星期五的午后,天空灰遢遢的,太阳像个想提前溜班的小职员,心不在焉。
一只名叫屎壳郎的狗坐在窗边,看着外面的混沌的天空发呆:为什么我们狗狗的天职就是看家,但每次我因听见有陌生人的脚步声在我家门口而狂吠时,得到的却是主人的呵叱呢?为什么我们梗犬生来就是抓老鼠的高手,但是家里除了那只灰灰的布绒玩具老鼠,从来没有真的老鼠出现让我展示我的才华呢?

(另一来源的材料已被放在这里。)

//! Backoff sleeping, swappable for tests.

use parking_lot::Mutex;
use std::future::Future;
use std::pin::Pin;
use std::sync::Arc;
use std::time::Duration;

/// Waits out a backoff delay.
pub trait Sleeper: Send + Sync + std::fmt::Debug {
    fn sleep(&self, duration: Duration) -> Pin<Box<dyn Future<Output = ()> + Send>>;
}

/// Sleeps on the tokio timer.
#[derive(Debug, Default, Clone, Copy)]
pub struct TokioSleeper;

impl Sleeper for TokioSleeper {
    fn sleep(&self, duration: Duration) -> Pin<Box<dyn Future<Output = ()> + Send>> {
        Box::pin(tokio::time::sleep(duration))
    }
}

/// Records requested delays and returns immediately.
#[derive(Debug, Clone, Default)]
pub struct TrackingSleeper {
    calls: Arc<Mutex<Vec<Duration>>>,
}

impl TrackingSleeper {
    pub fn new() -> Self {
        Self::default()
    }

    /// Every delay requested so far, in order.
    pub fn calls(&self) -> Vec<Duration> {
        self.calls.lock().clone()
    }
}

impl Sleeper for TrackingSleeper {
    fn sleep(&self, duration: Duration) -> Pin<Box<dyn Future<Output = ()> + Send>> {
        self.calls.lock().push(duration);
        Box::pin(tokio::task::yield_now())
    }
}

#[cfg(test)]
mod tests {
    use super::*;

    #[tokio::test]
    async fn tracking_sleeper_records_calls() {
        let sleeper = TrackingSleeper::new();

        sleeper.sleep(Duration::from_millis(100)).await;
        sleeper.sleep(Duration::from_millis(200)).await;

        assert_eq!(
            sleeper.calls(),
            vec![Duration::from_millis(100), Duration::from_millis(200)]
        );
    }

    #[tokio::test(start_paused = true)]
    async fn tokio_sleeper_advances_clock() {
        let start = tokio::time::Instant::now();
        TokioSleeper.sleep(Duration::from_millis(100)).await;
        assert!(start.elapsed() >= Duration::from_millis(100));
    }
}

屎壳郎的旁边的椅子上坐着它的主人——文刀小月,她也看着窗外发呆:为什么女人的天职就是生孩子,但姐妹们现在却视为生育储存的脂肪为超级可怕的东西,每天见面的话题就是怎么减肥怎么甩掉那些可怕的脂肪,怎样穿衣可以掩盖那些可恶的脂肪,却从不交流怎样去做一个优秀的生命接力的传棒手呢?为什么我已经到了最佳生育年龄,但是除了脑海里那个自己勾画的模糊的身影,却没有一个适合我的他来让我完成大自然赋予我的使命呢?
呵呵,一个困惑的星期五的下午,嗬~他们同时伸了个懒腰。